In the News

Guidelines on catheter-related infections, and more.


Window for tPA expands for some

New guidelines call for expanding the poststroke treatment window for using recombinant tissue plasminogen activator (alteplase) in selected patients.

Previous recommendations called for administration of alteplase no more than three hours after stroke onset. In light of new research, the American Heart Association and American Stroke Association have issued a scientific advisory expanding this time window to three to 4.5 hours in patients who are eligible for alteplase. However, in the following groups, the three-hour window still applies

  • patients older than age 80,
  • patients receiving oral anticoagulation who have an international normalized ratio of 1.7 or less,
  • patients with a National Institutes of Health Stroke Scale score over 25, and
  • patients with a history of stroke and diabetes.

The guidelines stressed that treatment within three hours is still preferable in all cases, because patients treated earlier are more likely to improve. The full recommendations were published by Stroke on May 28.

Updated guidelines target catheter-related infections

The Infectious Diseases Society of America has issued updated guidelines for the diagnosis and management of intravascular catheter-related infections.

The guidelines, last updated in 2001, address when and how catheter and blood cultures should be done and recommend treatment strategies. Specific recommendations for managing infections include

  • Use vancomycin in settings with an elevated prevalence of methicillin-resistant Staphylococcus aureus;
  • Use combination antibiotic therapy for multidrug-resistant gram-negative bacilli when catheter-related bloodstream infection (CRBSI) is suspected in patients who are neutropenic, severely ill with sepsis, or known to be colonized with such pathogens until culture data are available;
  • Remove long-term catheters from patients with CRBSI associated with conditions including severe sepsis, suppurative thrombophlebitis, endocarditis, bloodstream infection that continues despite 72 hours of antimicrobial therapy to which the infecting microbes are susceptible, or infections due to Staphylococcus aureus, Pseudomonas aeruginosa, fungi, or mycobacteria;
  • Remove short-term catheters from patients with CRBSI due to gram-negative bacilli, S. aureus, enterococci, fungi, and mycobacteria.

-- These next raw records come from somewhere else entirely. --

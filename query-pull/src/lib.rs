// Copyright 2018 Mozilla
//
// Licensed under the Apache License, Version 2.0 (the "License"); you may not use
// this file except in compliance with the License. You may obtain a copy of the
// License at http://www.apache.org/licenses/LICENSE-2.0
// Unless required by applicable law or agreed to in writing, software distributed
// under the License is distributed on an "AS IS" BASIS, WITHOUT WARRANTIES OR
// CONDITIONS OF ANY KIND, either express or implied. See the License for the
// specific language governing permissions and limitations under the License.

//! Declarative tree retrieval rooted at an entity.
//!
//! A pull spec is an ordered list of patterns; the result is an ordered list
//! of `(attribute, value)` pairs.  Reference attributes expand recursively
//! through `Nested` and `Reverse` patterns.  A visited set threaded along
//! each path stops reference cycles (a revisited entity contributes only its
//! id), and a hard depth cap bounds work as a second defense.  Pulls never
//! error: missing attributes are simply absent from the result.

extern crate datalith_core;
extern crate datalith_db;

use std::collections::HashSet;

use datalith_core::{
    Entid,
    Ident,
    TypedValue,
};
use datalith_db::Db;

/// The recursion depth at which nested expansion stops and refs are returned
/// as bare ids.
pub const MAX_PULL_DEPTH: usize = 32;

/// One pattern in a pull spec.
#[derive(Clone,Debug,Eq,Hash,Ord,PartialOrd,PartialEq)]
pub enum PullPattern {
    /// The attribute's current value or values.
    Attr(Ident),
    /// Every attribute the entity currently has.
    Wildcard,
    /// Recursively pull the sub-spec on each entity referenced through the
    /// attribute.
    Nested(Ident, Vec<PullPattern>),
    /// Recursively pull the sub-spec on each entity that references this one
    /// through the attribute.
    Reverse(Ident, Vec<PullPattern>),
    /// Like `Attr`, capped at the given number of results.
    Limited(Ident, usize),
    /// Like `Attr`, but an absent attribute yields the given default.
    WithDefault(Ident, TypedValue),
}

/// A pulled value.
#[derive(Clone,Debug,Eq,Hash,Ord,PartialOrd,PartialEq)]
pub enum PullValue {
    Scalar(TypedValue),
    /// A recursively pulled entity.
    Entity(Vec<(Ident, PullValue)>),
    /// Values of a many-cardinality or multiply-expanded attribute.
    Many(Vec<PullValue>),
    /// The attribute was absent; this is the spec's default.
    Default(TypedValue),
}

/// An ordered list of `(attribute, value)` pairs.
pub type PullResult = Vec<(Ident, PullValue)>;

/// Pull `spec` on `e`.
pub fn pull(db: &Db, e: Entid, spec: &[PullPattern]) -> PullResult {
    let mut visited = HashSet::new();
    visited.insert(e);
    pull_spec(db, e, spec, &mut visited, 0)
}

/// Pull `spec` on each of `entities`, in order.
pub fn pull_many(db: &Db, entities: &[Entid], spec: &[PullPattern]) -> Vec<PullResult> {
    entities.iter().map(|&e| pull(db, e, spec)).collect()
}

/// The scalar shortcut: the newest visible value of `(e, attr)`.
pub fn pull_one(db: &Db, e: Entid, attr: &str) -> Option<TypedValue> {
    db.get_one(e, attr)
}

fn pull_spec(db: &Db,
             e: Entid,
             spec: &[PullPattern],
             visited: &mut HashSet<Entid>,
             depth: usize)
             -> PullResult {
    let mut result = PullResult::new();
    for pattern in spec {
        match *pattern {
            PullPattern::Attr(ref a) => {
                let values = db.get(e, a);
                if let Some(value) = plain_value(db, a, values) {
                    result.push((a.clone(), value));
                }
            },
            PullPattern::Wildcard => {
                for (a, values) in db.entity(e) {
                    if let Some(value) = plain_value(db, &a, values) {
                        result.push((a, value));
                    }
                }
            },
            PullPattern::Nested(ref a, ref sub) => {
                let values = db.get(e, a);
                if values.is_empty() {
                    continue;
                }
                let mut pulled: Vec<PullValue> = Vec::with_capacity(values.len());
                for v in values {
                    pulled.push(nested_value(db, v, sub, visited, depth));
                }
                result.push((a.clone(), one_or_many(db, a, pulled)));
            },
            PullPattern::Reverse(ref a, ref sub) => {
                let referencing = db.referencing_via_attr(e, a);
                if referencing.is_empty() {
                    continue;
                }
                let pulled: Vec<PullValue> = referencing.into_iter()
                    .map(|r| nested_value(db, TypedValue::Ref(r), sub, visited, depth))
                    .collect();
                result.push((a.clone(), PullValue::Many(pulled)));
            },
            PullPattern::Limited(ref a, limit) => {
                let mut values = db.get(e, a);
                values.truncate(limit);
                if let Some(value) = plain_value(db, a, values) {
                    result.push((a.clone(), value));
                }
            },
            PullPattern::WithDefault(ref a, ref default) => {
                let values = db.get(e, a);
                match plain_value(db, a, values) {
                    Some(value) => result.push((a.clone(), value)),
                    None => result.push((a.clone(), PullValue::Default(default.clone()))),
                }
            },
        }
    }
    result
}

/// Scalar for a cardinality-one attribute (or a single value), a sequence
/// otherwise; `None` when the attribute is absent.
fn plain_value(db: &Db, a: &str, values: Vec<TypedValue>) -> Option<PullValue> {
    if values.is_empty() {
        return None;
    }
    let scalar = values.len() == 1 || !is_multival(db, a);
    if scalar {
        values.into_iter().next().map(PullValue::Scalar)
    } else {
        Some(PullValue::Many(values.into_iter().map(PullValue::Scalar).collect()))
    }
}

fn one_or_many(db: &Db, a: &str, mut pulled: Vec<PullValue>) -> PullValue {
    if pulled.len() == 1 || !is_multival(db, a) {
        pulled.remove(0)
    } else {
        PullValue::Many(pulled)
    }
}

fn is_multival(db: &Db, a: &str) -> bool {
    db.schema().map_or(true, |schema| schema.is_multival(a))
}

/// Expand one value under a nested pattern.  Refs recurse unless the target
/// was already seen on this path or the depth cap is reached; then (and for
/// non-ref values) the value stands as a scalar.
fn nested_value(db: &Db,
                v: TypedValue,
                sub: &[PullPattern],
                visited: &mut HashSet<Entid>,
                depth: usize)
                -> PullValue {
    match v {
        TypedValue::Ref(target) => {
            if depth >= MAX_PULL_DEPTH || !visited.insert(target) {
                return PullValue::Scalar(TypedValue::Ref(target));
            }
            let entity = pull_spec(db, target, sub, visited, depth + 1);
            visited.remove(&target);
            PullValue::Entity(entity)
        },
        v => PullValue::Scalar(v),
    }
}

The guidelines make specific recommendations regarding antibiotic lock therapy; pathogen-specific treatment; management of suppurative thrombophlebitis and persistent bloodstream infection; and detection and management of an outbreak of CRBSI. The guidelines also address how to treat different subtypes of catheter-related infections, including

  • short-term peripheral venous catheters;
  • nontunneled and long-term central venous catheters;
  • implanted catheter-related infections (other than infections related to hemodialysis catheters);
  • catheter-related infections in pediatric patients; and
  • infections related to hemodialysis catheters.

The guidelines appeared in the July 1 Clinical Infectious Diseases.

New guidance on treating S. aureus infections with vancomycin

The Infectious Diseases Society of America, the American Society of Health-System Pharmacists, and the Society of Infectious Diseases Pharmacists released guidelines for the use of vancomycin in treating Staphylococcus aureus infections, including new recommendations for targeting and adjusting vancomycin therapy.

The guidelines were published online July 1 by Clinical Infectious Diseases. Recommendations include the following

  • Initial vancomycin dosages should be calculated based on actual body weight, including for obese patients, while subsequent dosage adjustments should be based on actual serum concentrations. Continuous infusion, as opposed to intermittent dosing, is unlikely to greatly improve outcomes;
  • Trough serum vancomycin concentrations are the most accurate method of monitoring the drug's effectiveness, and should be obtained just before the fourth dose, at steady-state conditions;
  • Trough serum vancomycin concentrations should always be maintained at >10 mg/L to avoid development of resistance. Concentrations of 15-20 mg/L are recommended;
  • A patient should be thought to have vancomycin-induced nephrotoxicity if at least two or three consecutive high serum creatinine concentrations (increase of 0.5 mg/dL or >50% increase from baseline, whichever is greater) are documented after several days of therapy, and absent another explanation;
  • Monitoring trough serum vancomycin concentrations to reduce nephrotoxicity is best suited for patients receiving aggressive dose targeting for sustained concentrations of 15-20 mg/L or those who are at risk of toxicity. It is also recommended for patients with unstable renal function and those receiving therapy for more than three to five days;
  • Once-weekly monitoring is recommended for hemodynamically stable patients whose goal trough is 15-20 mg/L; and
  • Evidence does not support monitoring of peak serum vancomycin levels.